Our metaphysics prof promised to award an F on any test paper that used a strawman.
Mine had a particular dislike for any statement that starts with "It is intuitively obvious that..."
That is not a strawman argument (its an observation), nor is it an attack on actual scientific method. To the contrary, I'm no Luddite, and would love to have scientific method followed very strictly. I made an observation that scientists like to sound certain, when they don't really have definitive proof. I'll stand by that.
Scientific presumption in astronomy is really fairly harmless, but in other fields it has opened Pandora's box, to make things that aren't definite whatever the majority would like them to be. Which is bad for science, and when it supports a political agenda or to suck up grant money, bad for us all.

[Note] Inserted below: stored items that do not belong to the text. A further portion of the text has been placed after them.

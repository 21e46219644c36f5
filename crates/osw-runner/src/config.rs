use anyhow::{Context, Result};
use serde::{Deserialize, Serialize};
use std::path::{Path, PathBuf};

use osw_core::ChangeId;
use osw_gates::GateCommands;

#[derive(Clone, Debug, Serialize, Deserialize)]
pub struct Config {
    pub project: ProjectConfig,
    #[serde(default)]
    pub tools: GateCommands,
    #[serde(default)]
    pub commands: CommandsConfig,
    #[serde(default)]
    pub limits: LimitsConfig,
}

#[derive(Clone, Debug, Serialize, Deserialize)]
pub struct ProjectConfig {
    pub main_branch: String,
    pub version_file: String,
    pub report_root: String,
}

/// Operator-supplied command vectors run at the Implementation and
/// Verification stages. Each entry is an argv, not a shell string.
#[derive(Clone, Debug, Default, Serialize, Deserialize)]
pub struct CommandsConfig {
    #[serde(default)]
    pub implement: Vec<Vec<String>>,
    #[serde(default)]
    pub verify: Vec<Vec<String>>,
}

#[derive(Clone, Debug, Serialize, Deserialize)]
pub struct LimitsConfig {
    pub band_workers: usize,
    pub band_task_timeout_secs: u64,
}

impl Default for LimitsConfig {
    fn default() -> Self {
        Self { band_workers: 3, band_task_timeout_secs: 300 }
    }
}

impl Config {
    pub fn default_for_repo() -> Self {
        Self {
            project: ProjectConfig {
                main_branch: "main".to_string(),
                version_file: "VERSION".to_string(),
                report_root: ".openspec/reports".to_string(),
            },
            tools: GateCommands::default(),
            commands: CommandsConfig::default(),
            limits: LimitsConfig::default(),
        }
    }

    pub fn load_from(path: &Path) -> Result<Self> {
        let s = std::fs::read_to_string(path).with_context(|| format!("read {}", path.display()))?;
        let cfg: Config = toml::from_str(&s).with_context(|| "parse .openspec/config.toml")?;
        Ok(cfg)
    }

    pub fn save_to(&self, path: &Path) -> Result<()> {
        if let Some(parent) = path.parent() {
            std::fs::create_dir_all(parent).ok();
        }
        let s = toml::to_string_pretty(self).with_context(|| "serialize config toml")?;
        std::fs::write(path, s).with_context(|| format!("write {}", path.display()))?;
        Ok(())
    }

    pub fn load_or_default(repo_root: &Path) -> Result<Self> {
        let path = Self::config_path(repo_root);
        if path.exists() {
            Self::load_from(&path)
        } else {
            Ok(Self::default_for_repo())
        }
    }

    pub fn config_path(repo_root: &Path) -> PathBuf {
        repo_root.join(".openspec").join("config.toml")
    }

    pub fn state_dir(repo_root: &Path) -> PathBuf {
        repo_root.join(".openspec").join("state")
    }

    pub fn report_dir(&self, repo_root: &Path, change_id: &ChangeId) -> PathBuf {
        let root = shellexpand::tilde(&self.project.report_root).to_string();
        let root = PathBuf::from(root);
        let root = if root.is_absolute() { root } else { repo_root.join(root) };
        root.join(change_id.as_str())
    }

    pub fn change_dir(repo_root: &Path, change_id: &ChangeId) -> PathBuf {
        repo_root
            .join("openspec")
            .join("changes")
            .join(change_id.as_str())
    }

    /// Worktree prefixes the workflow itself writes under; the clean-tree
    /// hook and the commit stage treat these as in-scope.
    pub fn workflow_prefixes(&self) -> Vec<String> {
        vec![
            "openspec/".to_string(),
            ".openspec/".to_string(),
            self.project.version_file.clone(),
        ]
    }
}
impl StageHandler for SetupHandler {
    fn run(&self, ctx: &StageContext) -> Result<String> {
        if ctx.opts.dry_run {
            return Ok(format!(
                "DRY RUN: would create {} and .openspec scaffolding",
                ctx.change_dir().display()
            ));
        }
        let change_dir = ctx.change_dir();
        std::fs::create_dir_all(&change_dir)
            .with_context(|| format!("create {}", change_dir.display()))?;
        std::fs::create_dir_all(Config::state_dir(&ctx.repo_root))?;
        let cfg_path = Config::config_path(&ctx.repo_root);
        if !cfg_path.exists() {
            ctx.cfg.save_to(&cfg_path)?;
        }
        Ok(format!("workspace ready at {}", change_dir.display()))
    }
}

struct VersionBumpHandler;

impl StageHandler for VersionBumpHandler {
    fn run(&self, ctx: &StageContext) -> Result<String> {
        let resolver = VersionResolver::new(ctx.git.clone(), ctx.cfg.project.version_file.clone());
        let branch = ctx.opts.branch.as_deref();
        let (current, next) = match resolver.current(branch) {
            Ok(current) => (current, current.bump(ctx.opts.release)),
            // Version metadata is advisory for later stages; a resolver
            // failure degrades the stage instead of failing the run.
            Err(err) => {
                warn!(error = %err, "version resolution unavailable; stage degraded");
                return Ok(format!("version resolution unavailable ({err:#}); skipped bump"));
            }
        };
        if ctx.opts.dry_run {
            return Ok(format!("DRY RUN: would bump version {current} -> {next}"));
        }
        let path = resolver.version_file_path();
        std::fs::write(&path, format!("{next}\n"))
            .with_context(|| format!("write {}", path.display()))?;
        Ok(format!("version {current} -> {next}"))
    }
}

struct ProposalHandler;

impl StageHandler for ProposalHandler {
    fn run(&self, ctx: &StageContext) -> Result<String> {
        let body = format!(
            "# Proposal: {}\n\n- Change-Id: {}\n- Owner: {}\n- Lane: {}\n\n## Why\n\n_TBD_\n\n## What Changes\n\n_TBD_\n\n## Impact\n\n_TBD_\n",
            ctx.opts.title,
            ctx.opts.change_id.as_str(),
            ctx.opts.owner,
            ctx.opts.lane.as_str(),
        );
        scaffold(ctx, "proposal.md", &body)
    }
}

struct SpecDefinitionHandler;

impl StageHandler for SpecDefinitionHandler {
    fn run(&self, ctx: &StageContext) -> Result<String> {
        let body = format!(
            "# Spec Delta: {}\n\n## ADDED Requirements\n\n_TBD_\n\n## MODIFIED Requirements\n\n_TBD_\n\n## REMOVED Requirements\n\n_None_\n",
            ctx.opts.title,
        );
        scaffold(ctx, "specs/spec.md", &body)
    }
}

struct TaskBreakdownHandler;

impl StageHandler for TaskBreakdownHandler {
    fn run(&self, ctx: &StageContext) -> Result<String> {
        let body = format!(
            "# Tasks: {}\n\n## 1. Implementation\n\n- [ ] 1.1 _TBD_\n\n## 2. Validation\n\n- [ ] 2.1 _TBD_\n",
            ctx.opts.title,
        );
        scaffold(ctx, "tasks.md", &body)
    }
}

struct TestPlanHandler;

impl StageHandler for TestPlanHandler {
    fn run(&self, ctx: &StageContext) -> Result<String> {
        let body = format!(
            "# Test Plan: {}\n\n## Unit\n\n_TBD_\n\n## Integration\n\n_TBD_\n\n## Coverage Goals\n\nSee lane thresholds.\n",
            ctx.opts.title,
        );
        scaffold(ctx, "test_plan.md", &body)
    }
}

struct ScriptsHandler;

impl StageHandler for ScriptsHandler {
    fn run(&self, ctx: &StageContext) -> Result<String> {
        let body = "#!/usr/bin/env bash\nset -euo pipefail\n\n# Change-local check runner; extend per task.\nruff check .\nmypy .\npytest --cov -q\n";
        scaffold(ctx, "scripts/check.sh", body)
    }
}

struct ImplementationHandler;

impl StageHandler for ImplementationHandler {
    fn run(&self, ctx: &StageContext) -> Result<String> {
        let commands = ctx.cfg.commands.implement.clone();
        run_command_list(ctx, "implementation", &commands)
    }
}

struct DocReviewHandler;

impl StageHandler for DocReviewHandler {
    fn run(&self, ctx: &StageContext) -> Result<String> {
        if ctx.opts.dry_run {
            return Ok("DRY RUN: would review scaffolded documents".to_string());
        }
        let dir = ctx.change_dir();
        let mut required = vec!["proposal.md", "specs/spec.md", "tasks.md"];
        if osw_core::stages_for_lane(ctx.opts.lane).contains(&Stage::TestPlan) {
            required.push("test_plan.md");
        }
        let missing: Vec<&str> = required
            .into_iter()
            .filter(|rel| !non_empty(&dir.join(rel)))
            .collect();
        if missing.is_empty() {
            Ok("all change documents present and non-empty".to_string())
        } else {
            Err(anyhow!(
                "document review failed; missing or empty: {}",
                missing.join(", ")
            ))
        }
    }
}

It is all well and good to say 'just show scientific proof to the contrary', but when there is none to be had, that's pretty hard. e.g. Global warming computer models are absolute nonsense, but a majority of the scientific world has agreed to go with it. So how do I refute their computer model? They've created evidence, because no real evidence is available. I could create my own flawed model, but I wouldn't be using science, and it would come back to how the majority feels, vice any scientific proof.
To combat this decline of real science, I would like to start forcing scientists to say the words, "We don't really know, but..." when they don't really know. The things that are actually known (distance of the Sun, composition of the atmosphere) should be presented differently than theories on why the dinosaurs went extinct, why Johnny misbehaves, etc.